More on Korgo; I wish I could say it was the last. But the good news is that it does not seem to be the all-in-one ‘phishing worm’ F-Secure said it was.
F-Secure has clarified the situation over the Internet worm Korgo, which seems to answer some of the questions in my earlier posting. Korgo does not include a keylogger, nor any code to steal banking info. But, F-Secure says, “it seems that the Hangup Team (virus group behind the worm) is actively installing a keylogging trojan known as Padodor to the infected computers.” This is done via a backdoor left by Korgo.
Padodor collects anything typed to any web forms, and specifically logs bank logins for users of some international banks. Padodor is not the same as Padobot, which is one of the aliases of Korgo. Bottom line, according to F-Secure: “Not all machines infected by Korgo have Padobot, and Padobot can be found on machines which are not infected by Korgo.” (In fact, I may be wrong but I think F-Secure mean Padodor here: “Not all machines infected by Korgo have Padodor, and Padodor can be found on machines which are not infected by Korgo.” No?

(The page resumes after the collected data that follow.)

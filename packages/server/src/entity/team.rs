use sea_orm::entity::prelude::*;
use serde::{Deserialize, Serialize};

#[sea_orm::model]
#[derive(Clone, Debug, PartialEq, Eq, DeriveEntityModel, Serialize, Deserialize)]
#[sea_orm(table_name = "team")]
pub struct Model {
    #[sea_orm(primary_key)]
    pub id: i32,

    pub contest_id: i32,
    #[sea_orm(belongs_to, from = "contest_id", to = "id")]
    pub contest: HasOne<super::contest::Entity>,

    pub name: String,

    /// The captain always has a matching `team_member` row.
    pub captain_id: i32,
    #[sea_orm(belongs_to, from = "captain_id", to = "id")]
    pub captain: HasOne<super::student::Entity>,

    #[sea_orm(has_many)]
    pub members: HasMany<super::team_member::Entity>,

    pub created_at: DateTimeUtc,
}

impl ActiveModelBehavior for ActiveModel {}
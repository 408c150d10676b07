use std::time::Duration;

use sea_orm::{ConnectOptions, Database, DatabaseConnection, DbErr};

use crate::config::DatabaseConfig;

/// Open the connection pool and bring the schema in line with the
/// registered entities. Pool bounds come from [`DatabaseConfig`]; the
/// timeouts are fixed, an admin API has no long-running statements.
pub async fn init_db(config: &DatabaseConfig) -> Result<DatabaseConnection, DbErr> {
    let mut opt = ConnectOptions::new(config.url.clone());
    opt.max_connections(config.max_connections)
        .min_connections(config.min_connections)
        .connect_timeout(Duration::from_secs(5))
        .acquire_timeout(Duration::from_secs(5))
        .idle_timeout(Duration::from_secs(300))
        .sqlx_logging(true);

    let db = Database::connect(opt).await?;
    db.get_schema_registry("server::entity::*")
        .sync(&db)
        .await?;

    Ok(db)
}
use serde_json::json;

use crate::common::{TestApp, routes};

mod assign {
    use super::*;

    #[tokio::test]
    async fn assignment_starts_pending() {
        let app = TestApp::spawn().await;
        let contest = app.published_contest("Judged Cup").await;
        let expert = app.create_expert("Prof. Ada").await;

        let res = app
            .post(
                &routes::contest_judges(contest),
                &json!({"expert_id": expert, "role": "secondary"}),
            )
            .await;
        assert_eq!(res.status, 201, "{}", res.text);
        assert_eq!(res.body["status"], "pending");
        assert_eq!(res.body["role"], "secondary");
        assert_eq!(res.body["score"], serde_json::Value::Null);
    }

    #[tokio::test]
    async fn draft_contests_take_no_judges() {
        let app = TestApp::spawn().await;
        let contest = app.create_contest("Unreviewed Cup").await;
        let expert = app.create_expert("Prof. Early").await;

        let res = app
            .post(
                &routes::contest_judges(contest),
                &json!({"expert_id": expert, "role": "primary"}),
            )
            .await;
        assert_eq!(res.status, 409, "{}", res.text);
        assert_eq!(res.code(), "CONTEST_CLOSED");
    }

    #[tokio::test]
    async fn one_active_primary_judge_per_contest() {
        let app = TestApp::spawn().await;
        let contest = app.published_contest("Primary Cup").await;
        let first = app.create_expert("Prof. One").await;
        let second = app.create_expert("Prof. Two").await;

        let res = app
            .post(
                &routes::contest_judges(contest),
                &json!({"expert_id": first, "role": "primary"}),
            )
            .await;
        assert_eq!(res.status, 201, "{}", res.text);
        let first_assignment = res.id();

        let res = app
            .post(
                &routes::contest_judges(contest),
                &json!({"expert_id": second, "role": "primary"}),
            )
            .await;
        assert_eq!(res.status, 409);
        assert_eq!(res.code(), "CONFLICT");

        // A secondary is always fine.
        let res = app
            .post(
                &routes::contest_judges(contest),
                &json!({"expert_id": second, "role": "secondary"}),
            )
            .await;
        assert_eq!(res.status, 201, "{}", res.text);

        // Once the first primary declines, the slot frees up.
        let res = app
            .post(
                &routes::judge_decision(first_assignment),
                &json!({"accept": false}),
            )
            .await;
        assert_eq!(res.status, 200, "{}", res.text);

        let res = app
            .post(
                &routes::contest_judges(contest),
                &json!({"expert_id": second, "role": "primary"}),
            )
            .await;
        assert_eq!(res.status, 201, "{}", res.text);
    }

    #[tokio::test]
    async fn unknown_role_or_expert_is_refused() {
        let app = TestApp::spawn().await;
        let contest = app.published_contest("Picky Cup").await;
        let expert = app.create_expert("Prof. Real").await;

        let res = app
            .post(
                &routes::contest_judges(contest),
                &json!({"expert_id": expert, "role": "chief"}),
            )
            .await;
        assert_eq!(res.status, 400);
        assert_eq!(res.code(), "VALIDATION_ERROR");

        let res = app
            .post(
                &routes::contest_judges(contest),
                &json!({"expert_id": 9999, "role": "primary"}),
            )
            .await;
        assert_eq!(res.status, 404);
        assert_eq!(res.code(), "NOT_FOUND");
    }
}

mod workflow {
    use super::*;

    async fn pending_assignment(app: &TestApp, expert_name: &str) -> i32 {
        let contest = app.published_contest(&format!("{expert_name} Cup")).await;
        let expert = app.create_expert(expert_name).await;
        let res = app
            .post(
                &routes::contest_judges(contest),
                &json!({"expert_id": expert, "role": "primary"}),
            )
            .await;
        assert_eq!(res.status, 201, "{}", res.text);
        res.id()
    }

    #[tokio::test]
    async fn accept_then_complete_with_a_score() {
        let app = TestApp::spawn().await;
        let assignment = pending_assignment(&app, "Prof. Flow").await;

        let res = app
            .post(&routes::judge_decision(assignment), &json!({"accept": true}))
            .await;
        assert_eq!(res.status, 200, "{}", res.text);
        assert_eq!(res.body["status"], "accepted");

        let res = app
            .post(
                &routes::judge_complete(assignment),
                &json!({"score": 87, "comments": "Strong field this year"}),
            )
            .await;
        assert_eq!(res.status, 200, "{}", res.text);
        assert_eq!(res.body["status"], "completed");
        assert_eq!(res.body["score"], 87);
        assert_eq!(res.body["comments"], "Strong field this year");
    }

    #[tokio::test]
    async fn completing_a_pending_assignment_is_refused() {
        let app = TestApp::spawn().await;
        let assignment = pending_assignment(&app, "Prof. Hasty").await;

        let res = app
            .post(&routes::judge_complete(assignment), &json!({"score": 50}))
            .await;
        assert_eq!(res.status, 409);
        assert_eq!(res.code(), "INVALID_STATE");
    }

    #[tokio::test]
    async fn a_declined_assignment_is_terminal() {
        let app = TestApp::spawn().await;
        let assignment = pending_assignment(&app, "Prof. Busy").await;

        app.post(&routes::judge_decision(assignment), &json!({"accept": false}))
            .await;

        let res = app
            .post(&routes::judge_decision(assignment), &json!({"accept": true}))
            .await;
        assert_eq!(res.status, 409);

        let res = app
            .post(&routes::judge_complete(assignment), &json!({"score": 60}))
            .await;
        assert_eq!(res.status, 409);
    }

    #[tokio::test]
    async fn score_must_be_within_range() {
        let app = TestApp::spawn().await;
        let assignment = pending_assignment(&app, "Prof. Range").await;
        app.post(&routes::judge_decision(assignment), &json!({"accept": true}))
            .await;

        for score in [-1, 101] {
            let res = app
                .post(&routes::judge_complete(assignment), &json!({"score": score}))
                .await;
            assert_eq!(res.status, 400, "score {score}");
            assert_eq!(res.code(), "VALIDATION_ERROR");
        }
    }
}
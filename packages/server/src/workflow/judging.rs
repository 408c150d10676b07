//! Judge assignment workflow: pending -> accepted -> completed, with
//! pending -> rejected as the terminal refusal branch.

use chrono::Utc;
use sea_orm::prelude::Expr;
use sea_orm::{ActiveModelTrait, ColumnTrait, ConnectionTrait, EntityTrait, QueryFilter, Set};

use crate::entity::{expert, judge_assignment};
use crate::error::AppError;
use crate::workflow::status::{AssignmentStatus, ContestStatus, JudgeRole};
use crate::workflow::{guard, lifecycle};

/// Look up an assignment by ID, returning 404 if not found.
pub async fn find_assignment<C: ConnectionTrait>(
    db: &C,
    id: i32,
) -> Result<judge_assignment::Model, AppError> {
    judge_assignment::Entity::find_by_id(id)
        .one(db)
        .await?
        .ok_or_else(|| AppError::NotFound("Judge assignment not found".into()))
}

/// Bind an expert to a contest in the given role, starting at `pending`.
///
/// A second active primary assignment for the same contest is refused
/// with `CONFLICT`; once the first one is rejected the slot frees up.
pub async fn assign<C: ConnectionTrait>(
    db: &C,
    contest_id: i32,
    expert_id: i32,
    role: JudgeRole,
) -> Result<judge_assignment::Model, AppError> {
    let contest = lifecycle::find_contest(db, contest_id).await?;
    let status = guard::require_contest_open(&contest)?;
    if status == ContestStatus::Draft {
        return Err(AppError::ContestClosed(format!(
            "Contest {contest_id} is still a draft; judges are assigned after review"
        )));
    }

    expert::Entity::find_by_id(expert_id)
        .one(db)
        .await?
        .ok_or_else(|| AppError::NotFound("Expert not found".into()))?;

    if role == JudgeRole::Primary {
        guard::check_primary_conflict(db, contest_id).await?;
    }

    let now = Utc::now();
    let new_assignment = judge_assignment::ActiveModel {
        contest_id: Set(contest_id),
        expert_id: Set(expert_id),
        role: Set(role.as_str().to_string()),
        status: Set(AssignmentStatus::Pending.as_str().to_string()),
        created_at: Set(now),
        updated_at: Set(now),
        ..Default::default()
    };
    Ok(new_assignment.insert(db).await?)
}

/// Compare-and-set the assignment status, refusing out-of-order moves.
async fn advance<C: ConnectionTrait>(
    db: &C,
    id: i32,
    from: AssignmentStatus,
    to: AssignmentStatus,
    score: Option<i32>,
    comments: Option<String>,
) -> Result<judge_assignment::Model, AppError> {
    let mut update = judge_assignment::Entity::update_many()
        .filter(judge_assignment::Column::Id.eq(id))
        .filter(judge_assignment::Column::Status.eq(from.as_str()))
        .col_expr(judge_assignment::Column::Status, Expr::value(to.as_str()))
        .col_expr(judge_assignment::Column::UpdatedAt, Expr::value(Utc::now()));
    if to == AssignmentStatus::Completed {
        update = update
            .col_expr(judge_assignment::Column::Score, Expr::value(score))
            .col_expr(judge_assignment::Column::Comments, Expr::value(comments));
    }

    let res = update.exec(db).await?;
    if res.rows_affected == 0 {
        let current = find_assignment(db, id).await?;
        return Err(AppError::InvalidState(format!(
            "Assignment {} is {}, expected {}",
            id,
            current.status,
            from.as_str()
        )));
    }
    find_assignment(db, id).await
}

/// The expert accepts or declines a pending assignment.
pub async fn record_decision<C: ConnectionTrait>(
    db: &C,
    id: i32,
    accept: bool,
) -> Result<judge_assignment::Model, AppError> {
    let to = if accept {
        AssignmentStatus::Accepted
    } else {
        AssignmentStatus::Rejected
    };
    advance(db, id, AssignmentStatus::Pending, to, None, None).await
}

/// accepted -> completed, storing the score and comments.
pub async fn complete<C: ConnectionTrait>(
    db: &C,
    id: i32,
    score: i32,
    comments: Option<String>,
) -> Result<judge_assignment::Model, AppError> {
    if !(0..=100).contains(&score) {
        return Err(AppError::Validation("score must be between 0 and 100".into()));
    }
    advance(
        db,
        id,
        AssignmentStatus::Accepted,
        AssignmentStatus::Completed,
        Some(score),
        comments,
    )
    .await
}
use axum::Json;
use axum::extract::{Path, State};
use axum::http::StatusCode;
use axum::response::IntoResponse;
use sea_orm::*;
use tracing::instrument;

use crate::entity::judge_assignment;
use crate::error::{AppError, ErrorBody};
use crate::extractors::json::AppJson;
use crate::models::judge::*;
use crate::state::AppState;
use crate::workflow::judging as workflow;
use crate::workflow::status::JudgeRole;

#[utoipa::path(
    post,
    path = "/{id}/judges",
    tag = "Judging",
    operation_id = "assignJudge",
    summary = "Assign an expert to a contest",
    description = "Creates a pending assignment. A contest holds at most one active primary \
        judge; assigning a second primary is refused until the first assignment is rejected.",
    params(("id" = i32, Path, description = "Contest ID")),
    request_body = AssignJudgeRequest,
    responses(
        (status = 201, description = "Assignment created", body = JudgeAssignmentResponse),
        (status = 400, description = "Unknown role (VALIDATION_ERROR)", body = ErrorBody),
        (status = 404, description = "Contest or expert not found (NOT_FOUND)", body = ErrorBody),
        (status = 409, description = "Primary already assigned (CONFLICT)", body = ErrorBody),
    ),
)]
#[instrument(skip(state, payload), fields(contest_id, expert_id = payload.expert_id))]
pub async fn assign_judge(
    State(state): State<AppState>,
    Path(contest_id): Path<i32>,
    AppJson(payload): AppJson<AssignJudgeRequest>,
) -> Result<impl IntoResponse, AppError> {
    let role = JudgeRole::parse(&payload.role)?;

    let txn = state.db.begin().await?;
    let model = workflow::assign(&txn, contest_id, payload.expert_id, role).await?;
    txn.commit().await?;

    Ok((StatusCode::CREATED, Json(JudgeAssignmentResponse::from(model))))
}

#[utoipa::path(
    get,
    path = "/{id}/judges",
    tag = "Judging",
    operation_id = "listJudgeAssignments",
    summary = "List judge assignments of a contest",
    params(("id" = i32, Path, description = "Contest ID")),
    responses(
        (status = 200, description = "Assignments, oldest first", body = Vec<JudgeAssignmentResponse>),
        (status = 404, description = "Contest not found (NOT_FOUND)", body = ErrorBody),
    ),
)]
#[instrument(skip(state), fields(contest_id))]
pub async fn list_judge_assignments(
    State(state): State<AppState>,
    Path(contest_id): Path<i32>,
) -> Result<Json<Vec<JudgeAssignmentResponse>>, AppError> {
    crate::workflow::lifecycle::find_contest(&state.db, contest_id).await?;

    let data = judge_assignment::Entity::find()
        .filter(judge_assignment::Column::ContestId.eq(contest_id))
        .order_by_asc(judge_assignment::Column::CreatedAt)
        .all(&state.db)
        .await?
        .into_iter()
        .map(JudgeAssignmentResponse::from)
        .collect();
    Ok(Json(data))
}

#[utoipa::path(
    post,
    path = "/{id}/decision",
    tag = "Judging",
    operation_id = "recordJudgeDecision",
    summary = "Accept or decline a pending assignment",
    params(("id" = i32, Path, description = "Assignment ID")),
    request_body = JudgeDecisionRequest,
    responses(
        (status = 200, description = "Decision recorded", body = JudgeAssignmentResponse),
        (status = 404, description = "Assignment not found (NOT_FOUND)", body = ErrorBody),
        (status = 409, description = "Assignment is not pending (INVALID_STATE)", body = ErrorBody),
    ),
)]
#[instrument(skip(state, payload), fields(id, accept = payload.accept))]
pub async fn record_judge_decision(
    State(state): State<AppState>,
    Path(id): Path<i32>,
    AppJson(payload): AppJson<JudgeDecisionRequest>,
) -> Result<Json<JudgeAssignmentResponse>, AppError> {
    let model = workflow::record_decision(&state.db, id, payload.accept).await?;
    Ok(Json(model.into()))
}

#[utoipa::path(
    post,
    path = "/{id}/complete",
    tag = "Judging",
    operation_id = "completeJudgeAssignment",
    summary = "Complete an accepted assignment with a score",
    params(("id" = i32, Path, description = "Assignment ID")),
    request_body = CompleteAssignmentRequest,
    responses(
        (status = 200, description = "Assignment completed", body = JudgeAssignmentResponse),
        (status = 400, description = "Score out of range (VALIDATION_ERROR)", body = ErrorBody),
        (status = 404, description = "Assignment not found (NOT_FOUND)", body = ErrorBody),
        (status = 409, description = "Assignment is not accepted (INVALID_STATE)", body = ErrorBody),
    ),
)]
#[instrument(skip(state, payload), fields(id, score = payload.score))]
pub async fn complete_judge_assignment(
    State(state): State<AppState>,
    Path(id): Path<i32>,
    AppJson(payload): AppJson<CompleteAssignmentRequest>,
) -> Result<Json<JudgeAssignmentResponse>, AppError> {
    let model = workflow::complete(&state.db, id, payload.score, payload.comments).await?;
    Ok(Json(model.into()))
}
#[utoipa::path(
    patch,
    path = "/{id}",
    tag = "Contests",
    operation_id = "updateContest",
    summary = "Update a draft or rejected contest",
    description = "Partially updates a contest using PATCH semantics. Only draft and rejected \
        contests are editable; anything further along has been reviewed and must go through the \
        lifecycle. Cross-field schedule validation runs against the effective values.",
    params(("id" = i32, Path, description = "Contest ID")),
    request_body = UpdateContestRequest,
    responses(
        (status = 200, description = "Contest updated", body = ContestResponse),
        (status = 400, description = "Validation error (VALIDATION_ERROR, SCHEDULE_INVALID)", body = ErrorBody),
        (status = 404, description = "Contest not found (NOT_FOUND)", body = ErrorBody),
        (status = 409, description = "Contest is not editable (INVALID_STATE)", body = ErrorBody),
    ),
)]
#[instrument(skip(state, payload), fields(id))]
pub async fn update_contest(
    State(state): State<AppState>,
    Path(id): Path<i32>,
    AppJson(payload): AppJson<UpdateContestRequest>,
) -> Result<Json<ContestResponse>, AppError> {
    validate_update_contest(&payload)?;

    let txn = state.db.begin().await?;
    let existing = lifecycle::find_contest(&txn, id).await?;

    let status = ContestStatus::parse(&existing.status)?;
    if !status.is_editable() {
        return Err(AppError::InvalidState(format!(
            "Contest {} is {}, only draft or rejected contests can be edited",
            id, existing.status
        )));
    }

    // The editability gate applies even when there is nothing to write.
    if payload == UpdateContestRequest::default() {
        return Ok(Json(existing.into()));
    }

    // Cross-field validation against effective values
    let effective = (
        payload.registration_start.unwrap_or(existing.registration_start),
        payload.registration_end.unwrap_or(existing.registration_end),
        payload.start_date.unwrap_or(existing.start_date),
        payload.end_date.unwrap_or(existing.end_date),
    );
    guard::validate_schedule(effective.0, effective.1, effective.2, effective.3)?;
    guard::validate_team_bounds(
        payload.min_team_size.unwrap_or(existing.min_team_size),
        payload.max_team_size.unwrap_or(existing.max_team_size),
    )?;

    let mut active: contest::ActiveModel = existing.into();

    if let Some(ref name) = payload.name {
        active.name = Set(name.trim().to_string());
    }
    if let Some(ref contest_type) = payload.contest_type {
        active.contest_type = Set(contest_type.trim().to_string());
    }
    if let Some(rules) = payload.rules {
        active.rules = Set(rules);
    }
    if let Some(first_prize) = payload.first_prize {
        active.first_prize = Set(Some(first_prize));
    }
    if let Some(second_prize) = payload.second_prize {
        active.second_prize = Set(Some(second_prize));
    }
    if let Some(third_prize) = payload.third_prize {
        active.third_prize = Set(Some(third_prize));
    }
    if let Some(location) = payload.location {
        active.location = Set(Some(location));
    }
    if let Some(is_online) = payload.is_online {
        active.is_online = Set(is_online);
    }
    if let Some(registration_start) = payload.registration_start {
        active.registration_start = Set(registration_start);
    }
    if let Some(registration_end) = payload.registration_end {
        active.registration_end = Set(registration_end);
    }
    if let Some(start_date) = payload.start_date {
        active.start_date = Set(start_date);
    }
    if let Some(end_date) = payload.end_date {
        active.end_date = Set(end_date);
    }
    if let Some(min_team_size) = payload.min_team_size {
        active.min_team_size = Set(min_team_size);
    }
    if let Some(max_team_size) = payload.max_team_size {
        active.max_team_size = Set(max_team_size);
    }
    active.updated_at = Set(chrono::Utc::now());

    let model = active.update(&txn).await?;
    txn.commit().await?;

    Ok(Json(model.into()))
}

The thing here is that a worm does the distribution work, infecting computers. Then there’s the bot, or trojan, that is the payload. This is the bit that does the money-generating work. That can either be loaded onto computers as part of the original worm, or else it can be loaded later via the backdoor left by the original worm. So here F-Secure has mistakenly assumed the keylogging bit was part of Korgo, which it wasn’t.
More on the phishing worm I mentioned in a previous post.
Mikko H. Hypponen of F-Secure has passed on a little more information. He says it’s “pretty big, but still far away from outbreaks like Sasser or Mydoom”. So far “at least 50,000 machines are infected worldwide, possibly more”. He says Korgo does “specifically target at least three online banking systems, but I don’t want to go into details”. But since it also “collects anything typed at the computer keyword, it basically targets any bank where users can access their account without a one-time password”. That would mean a lot of data to shovel back to scam HQ; I’m assuming it limits keylogging to when the user is browsing, but Mikko doesn’t say more on that.
He points out that while this is the first automatic — in other words, it doesn’t use email or other methods to get around — worm to do this bank website keylogging, it’s not the first virus. In fact, the same Russian hacker group he believes is responsible for this worm, the HangUP Team, were also believed to be behind Webber and Banker, two other bank-related viruses.
Mikko also reminds us of the history of bank-related viruses, including the Bugbear.B worm, which contained a long list of target banks, and collected cached passwords. Which I suppose raises the old question: Does a phisher have to involve some sort of social engineering to be a phisher? Given that the guys doing this kind of thing all seem to be members of the same gang, does it matter what name we give it?
There’s talk of several new viruses out there which can do some serious damage. Here are a couple, in brief:
- MyDoom (sometimes known as Novarg and as a variant of the Mimail virus) has a random subject lines such as “Mail Delivery System,” “Test” or “Mail Transaction Failed” and contains an executable file and a statement such as: “The message contains Unicode characters and has been sent as a binary attachment.” CNET quotes Vincent Gullotto, of Network Associates as saying “It’s huge. We have it as a high-risk outbreak.”
- Dumaru has the subject line ‘Important message for you. Read it immediately!’ and may be from someone with an email address that contains expletives (a dead giveaway, unless those are the kind of friends you have). Sophos says the worm poses as an emailed photograph, whilst really attempting to steal online banking details in the background. This is done by something called key-logging — the worm will load software which can capture your keystrokes and send them to the ne’er-do-well so they can access your bank account.
Wayne Rash of InfoWorld, writing last week of the arrival of a worm called Bagle, reckons this kind of outbreak is closely related to college terms. “The worms of summer tapered off as fall progressed,” he says. “By November, things were very quiet. Students were working hard on exams, I guess, and didn’t have time for worm-writing. But now that they’ve been away from the book-learning for a while, we’ve got the first significant worm of ’04.”